Evaluation of mobile phase composition for enhancing sensitivity of targeted quantification of oligonucleotides using ultra-high performance liquid chromatography and mass spectrometry: Application to phosphorothioate deoxyribonucleic acid

• Proposed mechanisms for sensitivity changes with mobile phase composition.
• Enhanced LC–MS sensitivity for oligonucleotides by two orders of magnitude.
• Novel extraction method for oligonucleotide bioanalysis with >75% recovery.
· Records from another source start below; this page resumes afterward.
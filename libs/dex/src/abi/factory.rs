//! Concentrated-liquidity factory ABI

use super::{int24_word, param, take_address, view_function, Codec};
use crate::error::CodecError;
use ethabi::{Function, ParamType, Token};
use ethereum_types::H160;

/// Arguments of `getPool`; the factory accepts either token order
#[derive(Debug, Clone, PartialEq, Eq)]
pub struct GetPoolParams {
    pub token_a: H160,
    pub token_b: H160,
    pub tick_spacing: i32,
}

/// `getPool(address,address,int24)` returns `address`
///
/// The zero address means no pool is deployed for that spacing, decoded as `None`.
pub struct GetPool;

impl Codec for GetPool {
    type Request = GetPoolParams;
    type Response = Option<H160>;

    const RESPONSE_WORDS: usize = 1;

    fn function() -> Function {
        view_function(
            "getPool",
            vec![
                param("tokenA", ParamType::Address),
                param("tokenB", ParamType::Address),
                param("tickSpacing", ParamType::Int(24)),
            ],
            vec![param("pool", ParamType::Address)],
        )
    }

    fn request_tokens(request: &Self::Request) -> Result<Vec<Token>, CodecError> {
        Ok(vec![
            Token::Address(request.token_a),
            Token::Address(request.token_b),
            Token::Int(int24_word(request.tick_spacing)?),
        ])
    }

    fn response_from_tokens(tokens: Vec<Token>) -> Result<Self::Response, CodecError> {
        let pool = take_address(tokens.into_iter().next(), "pool")?;
        Ok((!pool.is_zero()).then_some(pool))
    }
}
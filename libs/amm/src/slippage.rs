//! Slippage guard: the minimum output handed to the execution layer
//!
//! Integer-only; the result is floored so the bound never under-protects.

use crate::error::AmmError;
use ethereum_types::U256;
use rust_decimal::prelude::ToPrimitive;
use rust_decimal::Decimal;
use rust_decimal_macros::dec;
use types::MinimumOutput;

pub const BPS_DENOMINATOR: u16 = 10_000;

/// `amount_out * (10000 - slippage_bps) / 10000`
///
/// # Errors
/// `InvalidSlippage` when `slippage_bps >= 10000`.
pub fn min_output(amount_out: U256, slippage_bps: u16) -> Result<MinimumOutput, AmmError> {
    if slippage_bps >= BPS_DENOMINATOR {
        return Err(AmmError::InvalidSlippage {
            bps: slippage_bps as u32,
        });
    }

    // The 512-bit product cannot overflow and the quotient is <= amount_out
    let kept = U256::from(BPS_DENOMINATOR - slippage_bps);
    let amount_out_min = crate::full_math::mul_div(amount_out, kept, U256::from(BPS_DENOMINATOR))
        .ok_or(AmmError::Overflow {
            context: "min_output",
        })?;

    Ok(MinimumOutput {
        amount_out_min,
        slippage_bps,
    })
}

/// Parse a user-facing percentage (`0.5` = 0.5%) into basis points
///
/// Fractions of a basis point are dropped, which tightens the bound.
pub fn slippage_bps_from_percent(percent: Decimal) -> Result<u16, AmmError> {
    let invalid = |bps: Decimal| AmmError::InvalidSlippage {
        bps: bps.abs().to_u32().unwrap_or(u32::MAX),
    };
    let bps = percent
        .checked_mul(dec!(100))
        .ok_or_else(|| invalid(Decimal::MAX))?
        .trunc();
    if percent.is_sign_negative() || bps >= Decimal::from(BPS_DENOMINATOR) {
        return Err(invalid(bps));
    }
    bps.to_u16().ok_or(AmmError::Overflow {
        context: "slippage_bps_from_percent",
    })
}

#[cfg(test)]
mod tests {
    use super::*;

    #[test]
    fn test_five_percent() {
        let bound = min_output(U256::from(1_000_000u64), 500).unwrap();
        assert_eq!(bound.amount_out_min, U256::from(950_000u64));
        assert_eq!(bound.slippage_bps, 500);
    }

    #[test]
    fn test_rounds_down() {
        // 999 * 9950 / 10000 = 994.005
        let bound = min_output(U256::from(999u64), 50).unwrap();
        assert_eq!(bound.amount_out_min, U256::from(994u64));
    }

    #[test]
    fn test_zero_slippage_is_identity() {
        let amount = U256::MAX;
        assert_eq!(min_output(amount, 0).unwrap().amount_out_min, amount);
    }

    #[test]
    fn test_full_slippage_rejected() {
        assert_eq!(
            min_output(U256::from(1u64), 10_000),
            Err(AmmError::InvalidSlippage { bps: 10_000 })
        );
        assert!(min_output(U256::from(1u64), u16::MAX).is_err());
        assert_eq!(min_output(U256::from(10_000u64), 9_999).unwrap().amount_out_min, U256::one());
    }

    #[test]
    fn test_percent_parsing() {
        assert_eq!(slippage_bps_from_percent(dec!(0.5)).unwrap(), 50);
        assert_eq!(slippage_bps_from_percent(dec!(5)).unwrap(), 500);
        assert_eq!(slippage_bps_from_percent(dec!(0.125)).unwrap(), 12);
        assert_eq!(slippage_bps_from_percent(dec!(0)).unwrap(), 0);
        assert!(slippage_bps_from_percent(dec!(100)).is_err());
        assert!(slippage_bps_from_percent(dec!(-1)).is_err());
    }

    #[test]
    fn test_percent_out_of_decimal_range() {
        assert_eq!(
            slippage_bps_from_percent(Decimal::MAX),
            Err(AmmError::InvalidSlippage { bps: u32::MAX })
        );
        assert!(slippage_bps_from_percent(Decimal::MIN).is_err());
        assert!(slippage_bps_from_percent(Decimal::from_i128_with_scale(10i128.pow(27), 0)).is_err());
    }
}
LC–MS based assays are a promising approach for the bioanalysis of oligonucleotide therapeutics due to their selectivity and structure identification capabilities. However, the lack of sensitivity and complicated sample preparation procedures remain a barrier for application of LC–MS based assays to preclinical and clinical studies. Numerous studies have shown that the mobile phase composition, especially organic solvent type, has a significant impact on the MS sensitivity of oligonucleotides. In this study, we systematically investigated the type of organic solvents and concentration of organic modifiers for their effect on electrospray desorption efficiency, chromatographic separation and LC–MS signal intensity and provide mechanisms for these effects. 25 mM HFIP, 15 mM DIEA and the use of ethanol as an organic solvent were observed to achieve a two order of magnitude increase in LC–MS signal intensity when compared to the most commonly used LC–MS mobile phase composition. Phenol–chloroform LLE in combination with ethanol precipitation was demonstrated to be effective for quantitative bioanalysis of therapeutic oligonucleotides. Various conditions for ethanol precipitation were evaluated and >75% absolute recovery was achieved using an optimized extraction procedure. No increase in column pressure or deterioration of separation was observed for >500 injections of biological samples. The method run time was 5 min and the LOQ was 2.5 ng/ml. The accuracy (% error) and precision (%RSD) are <5.09% and <10.56%, respectively, over a dynamic range of 2.5–1000 ng/ml. The assay was applied to a proof of concept animal study and similar PK parameters to previous studies were obtained.